One day Mrs. Jones went to have a talk with the minister at the
local church. "Reverend," she said, "I have a problem, my
husband keeps falling asleep during your sermons. It's very
embarrassing. What should I do?"

"I have an idea," said the minister. "Take this hatpin with you.
I will be able to tell when Mr. Jones is sleeping, and I will
motion to you at specific times. When I motion, you give him a
good poke in the leg."

In church the following Sunday, Mr. Jones dozed off. Noticing
this, the preacher put his plan to work. "And who made the
ultimate sacrifice for you?" he said, nodding to Mrs. Jones.

"Jesus!", Jones cried as his wife jabbed him the leg with the
hatpin.

"Yes, you are right, Mr. Jones," said the minister. Soon, Mr.
Jones nodded off again. Again, the minister noticed. "Who is
your redeemer?" he asked the congregation, motioning towards
Mrs. Jones.

"God!" Mr. Jones cried out as he was stuck again with the hatpin.

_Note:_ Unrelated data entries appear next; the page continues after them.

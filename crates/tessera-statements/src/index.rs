//! Statement index: target group -> applicable statements.

use std::collections::{BTreeSet, HashMap};

use tessera_types::{AttributeStatement, GroupPath, StatementAssignment};

use crate::{Result, StatementError};

/// A statement together with the group that owns it.
#[derive(Debug, Clone, PartialEq, Eq)]
pub struct IndexedStatement {
    /// Group whose statement list contains the statement.
    pub owner: GroupPath,
    /// Position in the owner's statement list.
    pub position: usize,
    pub statement: AttributeStatement,
}

impl IndexedStatement {
    /// Group the statement's output is written against.
    pub fn target(&self) -> &GroupPath {
        self.statement.target_group(&self.owner)
    }

    pub fn is_redirected(&self) -> bool {
        self.target() != &self.owner
    }

    /// True if the statement can produce `name`.
    pub fn produces(&self, name: &str) -> bool {
        self.statement.assigned_attribute_name() == name
    }
}

/// Lookup of statements by the group their output lands in.
///
/// Built once per statement-set load. For each target group, statements are
/// ordered by owner path (ancestors before the group itself, the group
/// before its descendants) and, within one owner, by stored position.
/// Since later statements win, a group's own statements take precedence over
/// ones redirected into it from its ancestors.
#[derive(Debug, Clone, Default, PartialEq, Eq)]
pub struct StatementIndex {
    by_target: HashMap<GroupPath, Vec<IndexedStatement>>,
    statement_count: usize,
}

impl StatementIndex {
    /// An index with no statements.
    pub fn empty() -> Self {
        Self::default()
    }

    /// Validates and indexes the statement lists of every known group.
    ///
    /// `groups` must list every existing group (with an empty slice for
    /// groups without statements), since redirect targets are checked
    /// against it.
    pub fn build<'a, I>(groups: I) -> Result<Self>
    where
        I: IntoIterator<Item = (&'a GroupPath, &'a [AttributeStatement])>,
    {
        let mut owners: Vec<(&GroupPath, &[AttributeStatement])> = groups.into_iter().collect();
        owners.sort_by(|a, b| a.0.cmp(b.0));
        let known: BTreeSet<&GroupPath> = owners.iter().map(|(group, _)| *group).collect();

        let mut index = Self::default();
        for (owner, statements) in owners {
            for (position, statement) in statements.iter().enumerate() {
                validate(owner, position, statement, &known)?;
                let entry = IndexedStatement {
                    owner: owner.clone(),
                    position,
                    statement: statement.clone(),
                };
                index
                    .by_target
                    .entry(entry.target().clone())
                    .or_default()
                    .push(entry);
                index.statement_count += 1;
            }
        }
        Ok(index)
    }

    /// Statements whose output lands in `group`, in evaluation order.
    pub fn for_group(&self, group: &GroupPath) -> &[IndexedStatement] {
        self.by_target.get(group).map_or(&[], Vec::as_slice)
    }

    pub fn has_statements(&self, group: &GroupPath) -> bool {
        !self.for_group(group).is_empty()
    }

    /// Groups other than `group` whose statements redirect into it.
    pub fn source_groups(&self, group: &GroupPath) -> BTreeSet<GroupPath> {
        self.for_group(group)
            .iter()
            .filter(|s| s.is_redirected())
            .map(|s| s.owner.clone())
            .collect()
    }

    /// Total number of indexed statements.
    pub fn len(&self) -> usize {
        self.statement_count
    }

    pub fn is_empty(&self) -> bool {
        self.statement_count == 0
    }
}

fn validate(
    owner: &GroupPath,
    position: usize,
    statement: &AttributeStatement,
    known: &BTreeSet<&GroupPath>,
) -> Result<()> {
    let invalid = |reason: String| StatementError::Configuration {
        group: owner.clone(),
        position,
        reason,
    };

    statement.validate().map_err(|e| invalid(e.to_string()))?;

    let target = statement.target_group(owner);
    if target != owner {
        if !known.contains(target) {
            return Err(invalid(format!("extra attributes group {target} does not exist")));
        }
        if !target.is_related_to(owner) {
            return Err(invalid(format!(
                "extra attributes group {target} is neither an ancestor nor a descendant"
            )));
        }
    }

    if let StatementAssignment::Fixed { attribute } = &statement.assignment
        && &attribute.group != target
    {
        return Err(invalid(format!(
            "fixed attribute '{}' is bound to {} instead of {target}",
            attribute.name, attribute.group
        )));
    }

    Ok(())
}
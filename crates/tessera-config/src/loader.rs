//! Configuration loader with multi-source merging

use crate::{Paths, TesseraConfig};
use anyhow::{Context, Result};
use std::env;
use std::path::{Path, PathBuf};

/// Configuration loader with builder pattern
pub struct ConfigLoader {
    project_dir: PathBuf,
    env_prefix: String,
    user_config: bool,
}

impl ConfigLoader {
    /// Create a new config loader with default project directory (current dir)
    pub fn new() -> Self {
        Self {
            project_dir: env::current_dir().unwrap_or_else(|_| PathBuf::from(".")),
            env_prefix: "TESSERA".to_string(),
            user_config: true,
        }
    }

    /// Set the project directory
    pub fn with_project_dir(mut self, dir: impl AsRef<Path>) -> Self {
        self.project_dir = dir.as_ref().to_path_buf();
        self
    }

    /// Set the environment variable prefix (default: "TESSERA")
    pub fn with_env_prefix(mut self, prefix: impl Into<String>) -> Self {
        self.env_prefix = prefix.into();
        self
    }

    /// Skip ~/.config/tessera/config.toml
    pub fn without_user_config(mut self) -> Self {
        self.user_config = false;
        self
    }

    /// Load configuration from all sources with proper precedence
    pub fn load(self) -> Result<TesseraConfig> {
        let mut builder = config::Config::builder();

        // 1. Built-in defaults
        let defaults = TesseraConfig::default();
        builder = builder.add_source(config::Config::try_from(&defaults)?);

        // 2. User config (~/.config/tessera/config.toml)
        if self.user_config
            && let Ok(user_config_file) = Paths::new().user_config_file()
            && user_config_file.exists()
        {
            builder = builder.add_source(
                config::File::from(user_config_file)
                    .required(false)
                    .format(config::FileFormat::Toml),
            );
        }

        // 3. Project config, then 4. local overrides
        for file in [
            Paths::project_config_file(&self.project_dir),
            Paths::local_config_file(&self.project_dir),
        ] {
            if file.exists() {
                builder = builder.add_source(
                    config::File::from(file)
                        .required(false)
                        .format(config::FileFormat::Toml),
                );
            }
        }

        // 5. Environment variables (TESSERA_BULK__MAX_ENTITIES=...)
        builder = builder.add_source(
            config::Environment::with_prefix(&self.env_prefix)
                .prefix_separator("_")
                .separator("__")
                .try_parsing(true),
        );

        let config = builder.build().context("Failed to build configuration")?;

        let mut tessera_config: TesseraConfig = config
            .try_deserialize()
            .context("Failed to deserialize configuration")?;

        tessera_config.resolve_paths(&self.project_dir);
        tessera_config.validate()?;

        Ok(tessera_config)
    }

    /// Load configuration or return defaults if not found
    pub fn load_or_default(self) -> TesseraConfig {
        self.load().unwrap_or_default()
    }
}

impl Default for ConfigLoader {
    fn default() -> Self {
        Self::new()
    }
}
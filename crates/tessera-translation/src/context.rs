//! Translation contexts built from registration and enquiry requests.
//!
//! The context is an ephemeral [`EvalContext`] rebuilt for every pass. Keys
//! prefixed with `r` (`rattr`, `ridsByType`, `rgroups`) hold only the
//! elements collected automatically, without user interaction.

use std::collections::BTreeMap;
use std::fmt::{self, Display};

use serde::{Deserialize, Serialize};
use serde_json::{Map, Value, json};
use tessera_expr::EvalContext;
use tessera_types::{Attribute, GroupPath, Identity};

use crate::result::{SelectedGroup, TranslatedResult};

/// Names of the variables exposed to profile expressions.
pub mod context_keys {
    pub const ATTR: &str = "attr";
    pub const ATTRS: &str = "attrs";
    pub const RATTR: &str = "rattr";
    pub const RATTRS: &str = "rattrs";
    pub const IDS_BY_TYPE: &str = "idsByType";
    pub const RIDS_BY_TYPE: &str = "ridsByType";
    /// Alias of [`IDS_BY_TYPE`].
    pub const IDS_BY_TYPE_OBJ: &str = "idsByTypeObj";
    /// Alias of [`RIDS_BY_TYPE`].
    pub const RIDS_BY_TYPE_OBJ: &str = "ridsByTypeObj";
    pub const GROUPS: &str = "groups";
    pub const RGROUPS: &str = "rgroups";
    pub const AGREEMENTS: &str = "agrs";
    pub const STATUS: &str = "status";
    pub const TRIGGERED: &str = "triggered";
    pub const ON_IDP_ENDPOINT: &str = "onIdpEndpoint";
    pub const USER_LOCALE: &str = "userLocale";
    pub const REGISTRATION_FORM: &str = "registrationForm";
    pub const REQUEST_ID: &str = "requestId";
    pub const CONFIRMED_ELEMENT_TYPE: &str = "confirmedElementType";
    pub const CONFIRMED_ELEMENT_NAME: &str = "confirmedElementName";
    pub const CONFIRMED_ELEMENT_VALUE: &str = "confirmedElementValue";
}

// ============================================================================
// Request Model
// ============================================================================

/// How a request element was collected.
#[derive(Debug, Clone, Copy, PartialEq, Eq, Hash, Default, Serialize, Deserialize)]
#[serde(rename_all = "camelCase")]
pub enum Retrieval {
    /// Entered by the user.
    #[default]
    Interactive,
    /// Taken from a remote login, shown read-only.
    Automatic,
    /// Taken from a remote login, not shown.
    AutomaticHidden,
    /// Taken from a remote login when available, editable otherwise.
    AutomaticOrInteractive,
}

impl Retrieval {
    /// Whether the element can only come from a remote login.
    pub fn is_automatic_only(self) -> bool {
        matches!(self, Self::Automatic | Self::AutomaticHidden)
    }
}

/// A request element with its collection mode.
#[derive(Debug, Clone, PartialEq, Eq, Serialize, Deserialize)]
pub struct Submitted<T> {
    pub value: T,
    #[serde(default)]
    pub retrieval: Retrieval,
}

impl<T> Submitted<T> {
    pub fn interactive(value: T) -> Self {
        Self {
            value,
            retrieval: Retrieval::Interactive,
        }
    }

    pub fn automatic(value: T) -> Self {
        Self {
            value,
            retrieval: Retrieval::Automatic,
        }
    }
}

/// A group offered by the form, with the user's choice.
#[derive(Debug, Clone, PartialEq, Eq, Serialize, Deserialize)]
#[serde(rename_all = "camelCase")]
pub struct GroupSelection {
    pub group: GroupPath,
    pub selected: bool,
    #[serde(default)]
    pub retrieval: Retrieval,
    #[serde(default, skip_serializing_if = "Option::is_none")]
    pub remote_idp: Option<String>,
    #[serde(default, skip_serializing_if = "Option::is_none")]
    pub translation_profile: Option<String>,
}

impl GroupSelection {
    pub fn selected(group: GroupPath) -> Self {
        Self {
            group,
            selected: true,
            retrieval: Retrieval::Interactive,
            remote_idp: None,
            translation_profile: None,
        }
    }

    pub fn with_retrieval(mut self, retrieval: Retrieval) -> Self {
        self.retrieval = retrieval;
        self
    }

    pub fn with_remote_origin(
        mut self,
        remote_idp: impl Into<String>,
        translation_profile: impl Into<String>,
    ) -> Self {
        self.remote_idp = Some(remote_idp.into());
        self.translation_profile = Some(translation_profile.into());
        self
    }
}

/// A submitted registration or enquiry request together with the form
/// settings the translation needs.
#[derive(Debug, Clone, PartialEq, Eq, Default, Serialize, Deserialize)]
#[serde(rename_all = "camelCase", default)]
pub struct RegistrationRequest {
    pub form: String,
    pub request_id: Option<String>,
    pub user_locale: Option<String>,
    pub attributes: Vec<Submitted<Attribute>>,
    pub identities: Vec<Submitted<Identity>>,
    pub groups: Vec<GroupSelection>,
    pub agreements: Vec<bool>,
    /// Credential requirement of the form, used when no rule sets one.
    pub default_credential_requirement: Option<String>,
}

impl RegistrationRequest {
    pub fn new(form: impl Into<String>) -> Self {
        Self {
            form: form.into(),
            ..Self::default()
        }
    }

    /// Accumulator seeded with everything the request declares.
    ///
    /// `fallback_requirement` applies when the form has no default
    /// credential requirement.
    pub fn initial_result(&self, fallback_requirement: Option<&str>) -> TranslatedResult {
        let requirement = self
            .default_credential_requirement
            .as_deref()
            .or(fallback_requirement)
            .map(str::to_string);
        let mut result = TranslatedResult::new(requirement);
        for attribute in &self.attributes {
            result.add_attribute(attribute.value.clone());
        }
        for identity in &self.identities {
            result.add_identity(identity.value.clone());
        }
        for selection in self.groups.iter().filter(|g| g.selected) {
            result.add_group(SelectedGroup {
                group: selection.group.clone(),
                remote_idp: selection.remote_idp.clone(),
                translation_profile: selection.translation_profile.clone(),
            });
        }
        result
    }
}

// ============================================================================
// Trigger Metadata
// ============================================================================

/// What started the registration.
#[derive(Debug, Clone, Copy, PartialEq, Eq, Hash, Default, Serialize, Deserialize)]
#[serde(rename_all = "camelCase")]
pub enum TriggeringMode {
    /// User opened the form while logging in.
    ManualAtLogin,
    /// User opened the standalone form.
    #[default]
    ManualStandalone,
    /// An administrator filed the request.
    ManualAdmin,
    /// Triggered automatically after a remote login of an unknown user.
    AfterRemoteLogin,
}

impl TriggeringMode {
    pub fn as_str(self) -> &'static str {
        match self {
            Self::ManualAtLogin => "manualAtLogin",
            Self::ManualStandalone => "manualStandalone",
            Self::ManualAdmin => "manualAdmin",
            Self::AfterRemoteLogin => "afterRemoteLogin",
        }
    }
}

impl Display for TriggeringMode {
    fn fmt(&self, f: &mut fmt::Formatter<'_>) -> fmt::Result {
        f.write_str(self.as_str())
    }
}

/// Whether the request was submitted or the form abandoned.
#[derive(Debug, Clone, Copy, PartialEq, Eq, Hash, Default, Serialize, Deserialize)]
#[serde(rename_all = "camelCase")]
pub enum RequestSubmitStatus {
    #[default]
    Submitted,
    NotSubmitted,
}

impl RequestSubmitStatus {
    pub fn as_str(self) -> &'static str {
        match self {
            Self::Submitted => "submitted",
            Self::NotSubmitted => "notSubmitted",
        }
    }
}

/// How the form was reached.
#[derive(Debug, Clone, Copy, PartialEq, Eq, Default, Serialize, Deserialize)]
#[serde(rename_all = "camelCase")]
pub struct Trigger {
    pub mode: TriggeringMode,
    pub on_idp_endpoint: bool,
}

impl Trigger {
    pub fn new(mode: TriggeringMode) -> Self {
        Self {
            mode,
            on_idp_endpoint: false,
        }
    }

    pub fn on_idp_endpoint(mut self) -> Self {
        self.on_idp_endpoint = true;
        self
    }
}

// ============================================================================
// Confirmation
// ============================================================================

#[derive(Debug, Clone, Copy, PartialEq, Eq, Hash, Serialize, Deserialize)]
#[serde(rename_all = "camelCase")]
pub enum ConfirmedElementType {
    Identity,
    Attribute,
}

impl ConfirmedElementType {
    pub fn as_str(self) -> &'static str {
        match self {
            Self::Identity => "identity",
            Self::Attribute => "attribute",
        }
    }
}

/// The request element whose confirmation link was followed.
#[derive(Debug, Clone, PartialEq, Eq, Serialize, Deserialize)]
#[serde(rename_all = "camelCase")]
pub struct ConfirmedElement {
    pub element_type: ConfirmedElementType,
    pub name: String,
    pub value: String,
}

impl ConfirmedElement {
    pub fn identity(identity: &Identity) -> Self {
        Self {
            element_type: ConfirmedElementType::Identity,
            name: identity.type_id.clone(),
            value: identity.value.clone(),
        }
    }

    /// Confirmation of an attribute's first value.
    pub fn attribute(attribute: &Attribute) -> Self {
        Self {
            element_type: ConfirmedElementType::Attribute,
            name: attribute.name.clone(),
            value: attribute.first_value().to_string(),
        }
    }
}

// ============================================================================
// Builder
// ============================================================================

/// Builds the [`EvalContext`] of a translation pass.
///
/// Without a request only the base keys (`status`, `triggered`,
/// `onIdpEndpoint`, `registrationForm`) are present.
#[derive(Debug, Clone)]
pub struct RegistrationContextBuilder<'a> {
    form: String,
    request: Option<&'a RegistrationRequest>,
    status: RequestSubmitStatus,
    trigger: Trigger,
    confirmed: Option<ConfirmedElement>,
}

impl<'a> RegistrationContextBuilder<'a> {
    /// Base context of `form`, without request data.
    pub fn new(form: impl Into<String>) -> Self {
        Self {
            form: form.into(),
            request: None,
            status: RequestSubmitStatus::Submitted,
            trigger: Trigger::default(),
            confirmed: None,
        }
    }

    /// Context of a submitted request.
    pub fn for_request(request: &'a RegistrationRequest) -> Self {
        Self {
            request: Some(request),
            ..Self::new(request.form.clone())
        }
    }

    pub fn with_status(mut self, status: RequestSubmitStatus) -> Self {
        self.status = status;
        self
    }

    pub fn with_trigger(mut self, trigger: Trigger) -> Self {
        self.trigger = trigger;
        self
    }

    pub fn with_confirmation(mut self, confirmed: ConfirmedElement) -> Self {
        self.confirmed = Some(confirmed);
        self
    }

    pub fn build(&self) -> EvalContext {
        let mut ctx = EvalContext::new()
            .with(context_keys::ON_IDP_ENDPOINT, self.trigger.on_idp_endpoint)
            .with(context_keys::TRIGGERED, self.trigger.mode.as_str())
            .with(context_keys::STATUS, self.status.as_str())
            .with(context_keys::REGISTRATION_FORM, self.form.as_str());

        if let Some(request) = self.request {
            insert_request(&mut ctx, request);
        }

        if let Some(confirmed) = &self.confirmed {
            ctx.insert(context_keys::CONFIRMED_ELEMENT_TYPE, confirmed.element_type.as_str());
            ctx.insert(context_keys::CONFIRMED_ELEMENT_NAME, confirmed.name.as_str());
            ctx.insert(context_keys::CONFIRMED_ELEMENT_VALUE, confirmed.value.as_str());
        }
        ctx
    }
}

fn insert_request(ctx: &mut EvalContext, request: &RegistrationRequest) {
    ctx.insert(context_keys::USER_LOCALE, optional(request.user_locale.as_deref()));
    ctx.insert(context_keys::REQUEST_ID, optional(request.request_id.as_deref()));

    let mut attr = Map::new();
    let mut attrs = Map::new();
    let mut rattr = Map::new();
    let mut rattrs = Map::new();
    for submitted in &request.attributes {
        let attribute = &submitted.value;
        let first = json!(attribute.first_value());
        let all = json!(attribute.values);
        if submitted.retrieval.is_automatic_only() {
            rattr.insert(attribute.name.clone(), first.clone());
            rattrs.insert(attribute.name.clone(), all.clone());
        }
        attr.insert(attribute.name.clone(), first);
        attrs.insert(attribute.name.clone(), all);
    }
    ctx.insert(context_keys::ATTR, attr);
    ctx.insert(context_keys::ATTRS, attrs);
    ctx.insert(context_keys::RATTR, rattr);
    ctx.insert(context_keys::RATTRS, rattrs);

    let mut ids: BTreeMap<&str, Vec<&str>> = BTreeMap::new();
    let mut rids: BTreeMap<&str, Vec<&str>> = BTreeMap::new();
    for submitted in &request.identities {
        let identity = &submitted.value;
        ids.entry(&identity.type_id).or_default().push(&identity.value);
        if submitted.retrieval.is_automatic_only() {
            rids.entry(&identity.type_id).or_default().push(&identity.value);
        }
    }
    let ids = json!(ids);
    let rids = json!(rids);
    ctx.insert(context_keys::IDS_BY_TYPE_OBJ, ids.clone());
    ctx.insert(context_keys::RIDS_BY_TYPE_OBJ, rids.clone());
    ctx.insert(context_keys::IDS_BY_TYPE, ids);
    ctx.insert(context_keys::RIDS_BY_TYPE, rids);

    let selected = request.groups.iter().filter(|g| g.selected);
    let groups: Vec<&str> = selected.clone().map(|g| g.group.as_str()).collect();
    let rgroups: Vec<&str> = selected
        .filter(|g| g.retrieval.is_automatic_only())
        .map(|g| g.group.as_str())
        .collect();
    ctx.insert(context_keys::GROUPS, json!(groups));
    ctx.insert(context_keys::RGROUPS, json!(rgroups));

    let agreements: Vec<String> = request.agreements.iter().map(ToString::to_string).collect();
    ctx.insert(context_keys::AGREEMENTS, json!(agreements));
}

fn optional(value: Option<&str>) -> Value {
    value.map_or(Value::Null, |v| Value::String(v.to_string()))
}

"Right again," said the minister, smiling. Before long, Mr.
Jones again winked off. However, this time the minister did not
notice. As he picked up the tempo of his sermon, he made a few
motions that Mrs. Jones mistook as signals to bayonet her
husband with the hatpin again.

The minister asked, "And what did Eve say to Adam after she bore
him his 99th son?"

Mrs. Jones poked her husband, who yelled, "You stick that
goddamned thing in me one more time and I'll break it in half
and shove it up your ass!"

"Amen," replied the congregation.
There are two kinds of people in thisworld...the ones that wants to be me and the ones that wants a part of me...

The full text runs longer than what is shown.